December 8, 435, marks the beginning of the Ninth Baktun in Mesoamerica.
There is a change in political alliances just preceding the event when royal personages from the Mexican highland city of Teotihuacan consolidate power individually as Mayan kings.
Copán, in extreme western Honduras near the Guatemalan border, lies on the west bank of the Copán River, about thirty-five miles (fifty-six kilometers) west of the modern town of Santa Rosa de Copán.
Beginning as a small agricultural settlement about 1000 BCE, it had become an important Maya city during the Classic Period (roughly CE 250 to 900), and at its peak early in the ninth century it may have been home to as many as twenty thousand people.
A dynasty of at least sixteen kings rules Copán from about 426.
The motifs associated with the depiction of founding ruler K'inich Yax K'uk' Mo on Copan monuments have a distinct resemblance to imagery associated with the height of the Classic-era center of Teotihuacan in the distant northern central Mexican region, and have been interpreted as intending to suggest his origins and association with that prestigious civilization.
One of the most commonly cited motifs for this interpretation is Yax K'uk' Mo's 'goggle-eyed' headdress with which he is commonly depicted, seemingly an invocation of the northern central Mexican rain deity known as Tlaloc to later peoples such as the Aztecs.

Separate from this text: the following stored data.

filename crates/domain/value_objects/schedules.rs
use serde::{Deserialize, Serialize};

use crate::domain::entities::schedules::{
    InsertScheduleEntity, ScheduleEntity, UpdateScheduleEntity,
};

#[derive(Debug, Clone, Serialize, Deserialize, PartialEq, Eq)]
pub struct ScheduleModel {
    pub id: i32,
    pub nombre_clase: String,
    pub tiempo: String,
    pub encargado: String,
}

impl From<ScheduleEntity> for ScheduleModel {
    fn from(value: ScheduleEntity) -> Self {
        Self {
            id: value.id,
            nombre_clase: value.nombre_clase,
            tiempo: value.tiempo,
            encargado: value.encargado,
        }
    }
}

#[derive(Debug, Clone, Serialize, Deserialize, PartialEq, Eq)]
pub struct ScheduleFieldsModel {
    pub nombre_clase: String,
    pub tiempo: String,
    pub encargado: String,
}

impl ScheduleFieldsModel {
    pub fn to_insert_entity(&self) -> InsertScheduleEntity {
        InsertScheduleEntity {
            nombre_clase: self.nombre_clase.clone(),
            tiempo: self.tiempo.clone(),
            encargado: self.encargado.clone(),
        }
    }

    pub fn to_update_entity(&self) -> UpdateScheduleEntity {
        UpdateScheduleEntity {
            nombre_clase: self.nombre_clase.clone(),
            tiempo: self.tiempo.clone(),
            encargado: self.encargado.clone(),
        }
    }
}
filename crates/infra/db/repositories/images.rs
use anyhow::Result;
use async_trait::async_trait;
use diesel::{OptionalExtension, RunQueryDsl, insert_into, prelude::*, update};
use std::sync::Arc;
use tokio::task;

use crate::{
    domain::{
        entities::images::{ImageEntity, InsertImageEntity, UpdateImageEntity},
        repositories::images::ImageRepository,
    },
    infra::db::postgres::{postgres_connection::PgPoolSquad, schema::imagenes},
};

pub struct ImagePostgres {
    db_pool: Arc<PgPoolSquad>,
}

impl ImagePostgres {
    pub fn new(db_pool: Arc<PgPoolSquad>) -> Self {
        Self { db_pool }
    }
}

#[async_trait]
impl ImageRepository for ImagePostgres {
    async fn list(&self) -> Result<Vec<ImageEntity>> {
        let db_pool = Arc::clone(&self.db_pool);

        Ok(task::spawn_blocking(move || -> Result<Vec<ImageEntity>> {
            let mut conn = db_pool.get()?;

            let rows = imagenes::table
                .select(ImageEntity::as_select())
                .load::<ImageEntity>(&mut conn)?;

            Ok(rows)
        })
        .await??)
    }

    async fn find_by_id(&self, image_id: i32) -> Result<Option<ImageEntity>> {
        let db_pool = Arc::clone(&self.db_pool);

        Ok(task::spawn_blocking(move || -> Result<Option<ImageEntity>> {
            let mut conn = db_pool.get()?;

            let row = imagenes::table
                .filter(imagenes::id.eq(image_id))
                .select(ImageEntity::as_select())
                .first::<ImageEntity>(&mut conn)
                .optional()?;

            Ok(row)
        })
        .await??)
    }

    async fn create(&self, insert_entity: InsertImageEntity) -> Result<ImageEntity> {
        let db_pool = Arc::clone(&self.db_pool);

        Ok(task::spawn_blocking(move || -> Result<ImageEntity> {
            let mut conn = db_pool.get()?;

            let row = insert_into(imagenes::table)
                .values(&insert_entity)
                .returning(ImageEntity::as_returning())
                .get_result::<ImageEntity>(&mut conn)?;

            Ok(row)
        })
        .await??)
    }

    async fn update(
        &self,
        image_id: i32,
        update_entity: UpdateImageEntity,
    ) -> Result<Option<ImageEntity>> {
        let db_pool = Arc::clone(&self.db_pool);

        Ok(task::spawn_blocking(move || -> Result<Option<ImageEntity>> {
            let mut conn = db_pool.get()?;

            let row = update(imagenes::table.filter(imagenes::id.eq(image_id)))
                .set(&update_entity)
                .returning(ImageEntity::as_returning())
                .get_result::<ImageEntity>(&mut conn)
                .optional()?;

            Ok(row)
        })
        .await??)
    }

    async fn delete(&self, image_id: i32) -> Result<Option<ImageEntity>> {
        let db_pool = Arc::clone(&self.db_pool);

        Ok(task::spawn_blocking(move || -> Result<Option<ImageEntity>> {
            let mut conn = db_pool.get()?;

            let row = diesel::delete(imagenes::table.filter(imagenes::id.eq(image_id)))
                .returning(ImageEntity::as_returning())
                .get_result::<ImageEntity>(&mut conn)
                .optional()?;

            Ok(row)
        })
        .await??)
    }
}
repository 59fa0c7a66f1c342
use anyhow::Result;
use async_trait::async_trait;
use diesel::{OptionalExtension, RunQueryDsl, insert_into, prelude::*, update};
use std::sync::Arc;
use tokio::task;

use crate::{
    domain::{
        entities::schedules::{InsertScheduleEntity, ScheduleEntity, UpdateScheduleEntity},
        repositories::schedules::ScheduleRepository,
    },
    infra::db::postgres::{postgres_connection::PgPoolSquad, schema::horarios},
};

pub struct SchedulePostgres {
    db_pool: Arc<PgPoolSquad>,
}

impl SchedulePostgres {
    pub fn new(db_pool: Arc<PgPoolSquad>) -> Self {
        Self { db_pool }
    }
}

#[async_trait]
impl ScheduleRepository for SchedulePostgres {
    async fn list(&self) -> Result<Vec<ScheduleEntity>> {
        let db_pool = Arc::clone(&self.db_pool);

        Ok(task::spawn_blocking(move || -> Result<Vec<ScheduleEntity>> {
            let mut conn = db_pool.get()?;

            let rows = horarios::table
                .select(ScheduleEntity::as_select())
                .load::<ScheduleEntity>(&mut conn)?;

            Ok(rows)
        })
        .await??)
    }

    async fn find_by_id(&self, schedule_id: i32) -> Result<Option<ScheduleEntity>> {
        let db_pool = Arc::clone(&self.db_pool);

        Ok(task::spawn_blocking(move || -> Result<Option<ScheduleEntity>> {
            let mut conn = db_pool.get()?;

            let row = horarios::table
                .filter(horarios::id.eq(schedule_id))
                .select(ScheduleEntity::as_select())
                .first::<ScheduleEntity>(&mut conn)
                .optional()?;

            Ok(row)
        })
        .await??)
    }

    async fn create(&self, insert_entity: InsertScheduleEntity) -> Result<ScheduleEntity> {
        let db_pool = Arc::clone(&self.db_pool);

        Ok(task::spawn_blocking(move || -> Result<ScheduleEntity> {
            let mut conn = db_pool.get()?;

            let row = insert_into(horarios::table)
                .values(&insert_entity)
                .returning(ScheduleEntity::as_returning())
                .get_result::<ScheduleEntity>(&mut conn)?;

            Ok(row)
        })
        .await??)
    }

    async fn update(
        &self,
        schedule_id: i32,
        update_entity: UpdateScheduleEntity,
    ) -> Result<Option<ScheduleEntity>> {
        let db_pool = Arc::clone(&self.db_pool);

        Ok(task::spawn_blocking(move || -> Result<Option<ScheduleEntity>> {
            let mut conn = db_pool.get()?;

            let row = update(horarios::table.filter(horarios::id.eq(schedule_id)))
                .set(&update_entity)
                .returning(ScheduleEntity::as_returning())
                .get_result::<ScheduleEntity>(&mut conn)
                .optional()?;

            Ok(row)
        })
        .await??)
    }

    async fn delete(&self, schedule_id: i32) -> Result<Option<ScheduleEntity>> {
        let db_pool = Arc::clone(&self.db_pool);

        Ok(task::spawn_blocking(move || -> Result<Option<ScheduleEntity>> {
            let mut conn = db_pool.get()?;

            let row = diesel::delete(horarios::table.filter(horarios::id.eq(schedule_id)))
                .returning(ScheduleEntity::as_returning())
                .get_result::<ScheduleEntity>(&mut conn)
                .optional()?;

            Ok(row)
        })
        .await??)
    }
}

His tomb is in the center of the Copán acropolis; he is buried with jade and shell jewelry, including his 'goggle-eyed' headress.

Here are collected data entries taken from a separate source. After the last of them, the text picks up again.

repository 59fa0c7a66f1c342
pub mod postgres_connection;
pub mod schema;
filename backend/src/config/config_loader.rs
use std::str::FromStr;

use anyhow::{Context, Result, anyhow};

use super::{
    config_model::{BackendServer, Database, DotEnvyConfig},
    stage::Stage,
};

const DEFAULT_PORT: u16 = 3000;
const DEFAULT_BODY_LIMIT_MIB: u64 = 10;
const DEFAULT_TIMEOUT_SECS: u64 = 30;
const DEFAULT_MAX_CONNECTIONS: u32 = 10;

pub fn load() -> Result<DotEnvyConfig> {
    dotenvy::dotenv().ok();

    load_from(|key| std::env::var(key).ok())
}

pub(crate) fn load_from(lookup: impl Fn(&str) -> Option<String>) -> Result<DotEnvyConfig> {
    let lookup = |key: &str| lookup(key).filter(|v| !v.trim().is_empty());

    let port = match lookup("SERVER_PORT").or_else(|| lookup("PORT")) {
        Some(raw) => parse_var("SERVER_PORT", &raw)?,
        None => DEFAULT_PORT,
    };

    let backend_server = BackendServer {
        port,
        body_limit: var_or(&lookup, "SERVER_BODY_LIMIT", DEFAULT_BODY_LIMIT_MIB)?,
        timeout: var_or(&lookup, "SERVER_TIMEOUT", DEFAULT_TIMEOUT_SECS)?,
    };

    let database = Database {
        url: lookup("DATABASE_URL").ok_or_else(|| anyhow!("DATABASE_URL is missing"))?,
        max_connections: var_or(&lookup, "DATABASE_MAX_CONNECTIONS", DEFAULT_MAX_CONNECTIONS)?,
    };

    let stage = match lookup("STAGE") {
        Some(raw) => Stage::try_from(raw.as_str())?,
        None => Stage::default(),
    };

    Ok(DotEnvyConfig {
        backend_server,
        database,
        stage,
    })
}

fn var_or<T>(lookup: &impl Fn(&str) -> Option<String>, key: &str, default: T) -> Result<T>
where
    T: FromStr,
    T::Err: std::error::Error + Send + Sync + 'static,
{
    match lookup(key) {
        Some(raw) => parse_var(key, &raw),
        None => Ok(default),
    }
}

fn parse_var<T>(key: &str, raw: &str) -> Result<T>
where
    T: FromStr,
    T::Err: std::error::Error + Send + Sync + 'static,
{
    raw.trim()
        .parse()
        .with_context(|| format!("{} is invalid", key))
}
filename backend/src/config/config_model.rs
use super::stage::Stage;

#[derive(Debug, Clone)]
pub struct DotEnvyConfig {
    pub backend_server: BackendServer,
    pub database: Database,
    pub stage: Stage,
}

#[derive(Debug, Clone)]
pub struct BackendServer {
    pub port: u16,
    /// MiB
    pub body_limit: u64,
    /// Seconds
    pub timeout: u64,
}

#[derive(Debug, Clone)]
pub struct Database {
    pub url: String,
    pub max_connections: u32,
}
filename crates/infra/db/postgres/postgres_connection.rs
use std::time::Duration;

use diesel::{
    PgConnection,
    r2d2::{ConnectionManager, Pool},
};

pub type PgPoolSquad = Pool<ConnectionManager<PgConnection>>;

const CONNECTION_TIMEOUT: Duration = Duration::from_secs(5);

/// Builds the shared pool. `build_unchecked` keeps startup alive while the database is
/// still coming up; individual requests surface connectivity failures as store errors.
pub fn establish_connection(database_url: &str, max_connections: u32) -> PgPoolSquad {
    let manager = ConnectionManager::<PgConnection>::new(database_url);
    Pool::builder()
        .max_size(max_connections)
        .connection_timeout(CONNECTION_TIMEOUT)
        .build_unchecked(manager)
}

His image occupies the first position in the carving on Altar Q, showing the dynasty's king list.
His image is found in significant positions in other monuments of later rulers.
His skeleton exhibited a number of traumas including healed fractures of the arm, sternum, and shoulder which have been surmised to have resulted from ball court matches.

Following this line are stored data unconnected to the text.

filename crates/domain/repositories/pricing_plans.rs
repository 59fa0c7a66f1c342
use anyhow::Result;
use async_trait::async_trait;
use mockall::automock;

use crate::domain::entities::pricing_plans::{
    InsertPricingPlanEntity, PricingPlanEntity, UpdatePricingPlanEntity,
};

#[async_trait]
#[automock]
pub trait PricingPlanRepository {
    async fn list(&self) -> Result<Vec<PricingPlanEntity>>;
    async fn create(&self, insert_entity: InsertPricingPlanEntity) -> Result<PricingPlanEntity>;
    /// `None` when no row has `plan_id`.
    async fn update(
        &self,
        plan_id: i32,
        update_entity: UpdatePricingPlanEntity,
    ) -> Result<Option<PricingPlanEntity>>;
}
use diesel::prelude::*;

use crate::infra::db::postgres::schema::imagenes;

#[derive(Debug, Clone, PartialEq, Identifiable, Selectable, Queryable)]
#[diesel(table_name = imagenes)]
pub struct ImageEntity {
    pub id: i32,
    pub url: String,
}

#[derive(Debug, Clone, PartialEq, Insertable)]
#[diesel(table_name = imagenes)]
pub struct InsertImageEntity {
    pub url: String,
}

#[derive(Debug, Clone, PartialEq, AsChangeset)]
#[diesel(table_name = imagenes)]
pub struct UpdateImageEntity {
    pub url: String,
}
pub mod db;
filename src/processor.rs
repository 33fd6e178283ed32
//! Text processing in front of a repository

use crate::consts::PROCESSED_SUFFIX;
use crate::repository::DataRepository;

/// Marks data as processed and saves it through a borrowed repository
pub struct DataProcessor<'a> {
    repository: &'a mut dyn DataRepository,
}

impl<'a> DataProcessor<'a> {
    pub fn new(repository: &'a mut dyn DataRepository) -> Self {
        Self { repository }
    }

    /// Append `" (processed)"` to `data` and save the result
    pub fn process_and_save(&mut self, data: &str) {
        let processed = format!("{}{}", data, PROCESSED_SUFFIX);
        self.repository.save(&processed);
    }
}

Analysis of strontium in the teeth of the skeleton indicates that the individual spent his early years near Tikal in the Petén Basin region and then at some point between Tikal and Copán, and the isotopic signature did not match with a Teotihuacan origin.
Chronologically and epigraphically, however, much evidence points to the general ascension of rulers who were sent into the lowland Maya region either as invaders or envoys from Teotihuacan during the late fourth century; particularly the widely known and powerful Yax Nuun Ayiin I of Tikal, son of Teotihuacan lord Spearthrower Owl.
The implication of this, regardless of K'inich Yax K'uk' Mo's physical point of geographic origin, is that later Copán rulers, in particular K'ak' Yipyaj Chan K'awiil and Yax Pasaj Chan Yopaat retrospectively sought to attribute Teotihuacano heritage to the 'founding' ruler of their dynasty as a means of legitimizing the dynastic claim.